9: Current Transformers

 Current Transformers

The primary of a current transformer typically has only one turn. 

This is not really a turn or wrap around the core but just a conductor or bus going through the “window.” 

The primary never has more than a very
few turns, while the secondary may have a great many turns, depending upon how much the current must be stepped down. 

In most cases, the primary of a current transformer is a single wire or bus bar, and the secondary is wound on a laminated magnetic core, placed around the conductor in which the current needs to be measured, as in figure .

If primary current exists and the secondary circuit of a CT is closed, the winding builds and maintains a counter or back EMF to the primary magnetizing force. 

Should the secondary be opened with current in the primary, the counter EMF is removed; and the primary magnetizing force builds up an extremely high voltage in the secondary, which is dangerous to personnel and can destroy the current transformer.

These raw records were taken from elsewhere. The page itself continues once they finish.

use std::cell::RefCell;
use std::rc::Rc;

use tempo_host::{Listener, UpdateSource, WatchPlatform, WatchStop, same_source};

use crate::config::SourceChangePolicy;

enum WatchState {
    Unwatched,
    Watching { source: UpdateSource, stop: WatchStop },
    /// Torn down by [`SourceWatcher::stop_watching`]. Stays down until
    /// [`SourceWatcher::rearm`].
    Stopped,
}

/// Holds the single deep watch that drives reactive mode.
///
/// Unwatched until [`ensure_watching`](Self::ensure_watching) is first called,
/// then Watching until [`stop_watching`](Self::stop_watching), then Stopped.
/// A stopped watcher ignores `ensure_watching` until [`rearm`](Self::rearm).
/// A source other than the watched one is handled per [`SourceChangePolicy`].
pub struct SourceWatcher {
    platform: Rc<dyn WatchPlatform>,
    policy: SourceChangePolicy,
    state: RefCell<WatchState>,
}

impl SourceWatcher {
    pub fn new(platform: Rc<dyn WatchPlatform>) -> Self {
        Self {
            platform,
            policy: SourceChangePolicy::default(),
            state: RefCell::new(WatchState::Unwatched),
        }
    }

    pub fn with_policy(mut self, policy: SourceChangePolicy) -> Self {
        self.policy = policy;
        self
    }

    pub fn policy(&self) -> SourceChangePolicy {
        self.policy
    }

    /// Start watching `source` unless a watch is already active or was
    /// stopped.
    ///
    /// Returns `true` if a new watch was established by this call.
    pub fn ensure_watching(&self, source: &UpdateSource, on_deep_change: Listener) -> bool {
        let previous = {
            let mut state = self.state.borrow_mut();
            match &*state {
                WatchState::Stopped => {
                    tracing::trace!("watch stopped; not re-established");
                    return false;
                }
                WatchState::Watching {
                    source: current, ..
                } => {
                    if same_source(current, source) {
                        return false;
                    }
                    match self.policy {
                        SourceChangePolicy::KeepFirst => {
                            tracing::warn!(
                                "update source changed while watching; keeping the first watch"
                            );
                            return false;
                        }
                        SourceChangePolicy::Rewatch => {
                            tracing::debug!("update source changed; re-arming watch");
                        }
                    }
                }
                WatchState::Unwatched => {}
            }
            std::mem::replace(&mut *state, WatchState::Unwatched)
        };
        if let WatchState::Watching { stop, .. } = previous {
            stop.stop();
        }

        let stop = self.platform.watch_deep(source, on_deep_change);
        *self.state.borrow_mut() = WatchState::Watching {
            source: Rc::clone(source),
            stop,
        };
        tracing::debug!("update source watch established");
        true
    }

    /// Tear down the active watch for good. Returns `false` if there was
    /// none.
    pub fn stop_watching(&self) -> bool {
        let previous = {
            let mut state = self.state.borrow_mut();
            if !matches!(*state, WatchState::Watching { .. }) {
                return false;
            }
            std::mem::replace(&mut *state, WatchState::Stopped)
        };
        if let WatchState::Watching { stop, .. } = previous {
            stop.stop();
        }
        tracing::debug!("update source watch stopped");
        true
    }

    /// Allow a stopped watcher to watch again on the next
    /// [`ensure_watching`](Self::ensure_watching). Returns `false` if the
    /// watcher was not stopped.
    pub fn rearm(&self) -> bool {
        let mut state = self.state.borrow_mut();
        if !matches!(*state, WatchState::Stopped) {
            return false;
        }
        *state = WatchState::Unwatched;
        tracing::debug!("update source watch re-armed");
        true
    }

    pub fn is_stopped(&self) -> bool {
        matches!(*self.state.borrow(), WatchState::Stopped)
    }

    pub fn is_watching(&self) -> bool {
        matches!(*self.state.borrow(), WatchState::Watching { .. })
    }

    /// The source currently being watched.
    pub fn watched_source(&self) -> Option<UpdateSource> {
        match &*self.state.borrow() {
            WatchState::Watching { source, .. } => Some(Rc::clone(source)),
            WatchState::Unwatched | WatchState::Stopped => None,
        }
    }
}

impl std::fmt::Debug for SourceWatcher {
    fn fmt(&self, f: &mut std::fmt::Formatter<'_>) -> std::fmt::Result {
        f.debug_struct("SourceWatcher")
            .field("policy", &self.policy)
            .field("watching", &self.is_watching())
            .field("stopped", &self.is_stopped())
            .finish()
    }
}
use std::cell::{Cell, RefCell};
use std::collections::VecDeque;
use std::rc::Rc;

use tempo_common::FrameHandle;

use crate::platform::{
    FrameCallback, FramePlatform, Listener, UpdateSource, WatchPlatform, WatchStop,
};

/// Single-threaded in-process host.
///
/// Frames and change notifications only happen when the owner drives the
/// host with [`run_frame`](Self::run_frame) or [`flush`](Self::flush), which
/// makes scheduling fully deterministic. Clones share the same queues.
#[derive(Clone, Default)]
pub struct LocalHost {
    inner: Rc<HostInner>,
}

#[derive(Default)]
struct HostInner {
    next_handle: Cell<u64>,
    frame_index: Cell<u64>,
    /// Requests for the next frame.
    queued: RefCell<Vec<(FrameHandle, FrameCallback)>>,
    /// Requests of the frame currently running, in request order.
    running: RefCell<VecDeque<(FrameHandle, FrameCallback)>>,
    /// Deferred change notifications.
    jobs: RefCell<VecDeque<FrameCallback>>,
}

impl LocalHost {
    pub fn new() -> Self {
        Self::default()
    }

    /// Run one frame: every callback requested before the frame began, in
    /// request order, then all pending change notifications. Callbacks
    /// requested while the frame runs wait for the next one.
    ///
    /// Returns the number of frame callbacks run.
    pub fn run_frame(&self) -> usize {
        let batch = std::mem::take(&mut *self.inner.queued.borrow_mut());
        self.inner.running.borrow_mut().extend(batch);

        let index = self.inner.frame_index.get() + 1;
        self.inner.frame_index.set(index);
        let _span = tracing::trace_span!("host_frame", index).entered();

        let mut ran = 0;
        loop {
            let next = self.inner.running.borrow_mut().pop_front();
            let Some((handle, callback)) = next else {
                break;
            };
            tracing::trace!(%handle, "running frame callback");
            callback();
            ran += 1;
        }

        self.flush();
        ran
    }

    /// Run `count` frames. Returns the total number of frame callbacks run.
    pub fn run_frames(&self, count: usize) -> usize {
        (0..count).map(|_| self.run_frame()).sum()
    }

    /// Deliver pending change notifications, including any queued while
    /// flushing. Returns how many were delivered.
    pub fn flush(&self) -> usize {
        let mut delivered = 0;
        loop {
            let next = self.inner.jobs.borrow_mut().pop_front();
            let Some(job) = next else {
                break;
            };
            job();
            delivered += 1;
        }
        delivered
    }

    /// Frame requests waiting to run.
    pub fn pending_frames(&self) -> usize {
        self.inner.queued.borrow().len() + self.inner.running.borrow().len()
    }

    /// Change notifications waiting for a flush.
    pub fn pending_notifications(&self) -> usize {
        self.inner.jobs.borrow().len()
    }

    /// Number of frames run so far.
    pub fn frame_index(&self) -> u64 {
        self.inner.frame_index.get()
    }
}

impl FramePlatform for LocalHost {
    fn request_frame(&self, callback: FrameCallback) -> FrameHandle {
        let handle = FrameHandle(self.inner.next_handle.get() + 1);
        self.inner.next_handle.set(handle.0);
        self.inner.queued.borrow_mut().push((handle, callback));
        handle
    }

    fn cancel_frame(&self, handle: FrameHandle) {
        self.inner.queued.borrow_mut().retain(|(h, _)| *h != handle);
        self.inner.running.borrow_mut().retain(|(h, _)| *h != handle);
    }
}

impl WatchPlatform for LocalHost {
    fn watch_deep(&self, source: &UpdateSource, on_change: Listener) -> WatchStop {
        let queued = Rc::new(Cell::new(false));
        let active = Rc::new(Cell::new(true));
        let host = Rc::downgrade(&self.inner);

        let listener: Listener = {
            let queued = Rc::clone(&queued);
            let active = Rc::clone(&active);
            Rc::new(move || {
                // One notification per batch: later mutations ride along.
                if !active.get() || queued.get() {
                    return;
                }
                let Some(host) = host.upgrade() else {
                    return;
                };
                queued.set(true);
                let queued = Rc::clone(&queued);
                let active = Rc::clone(&active);
                let on_change = Rc::clone(&on_change);
                host.jobs.borrow_mut().push_back(Box::new(move || {
                    queued.set(false);
                    if active.get() {
                        on_change();
                    }
                }));
            })
        };

        let id = source.subscribe(listener);
        let source = Rc::clone(source);
        WatchStop::new(move || {
            active.set(false);
            source.unsubscribe(id);
        })
    }
}

impl std::fmt::Debug for LocalHost {
    fn fmt(&self, f: &mut std::fmt::Formatter<'_>) -> std::fmt::Result {
        f.debug_struct("LocalHost")
            .field("frame_index", &self.inner.frame_index.get())
            .field("pending_frames", &self.pending_frames())
            .field("pending_notifications", &self.pending_notifications())
            .finish()
    }
}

For this reason, the secondary of a current transformer should always be shorted before removing a relay from its case or removing any other device that the CT operates. 

This protects the CT from overvoltage.

Current transformers are used with ammeters, wattmeters, powerfactor meters, watt-hour meters, compensators,  protective and
regulating relays, and trip coils of circuit breakers. 

One CT can be used to operate several instruments, provided the combined loads of the instruments do not exceed that for which the CT is rated.

Secondary windings are usually rated at 5 amperes.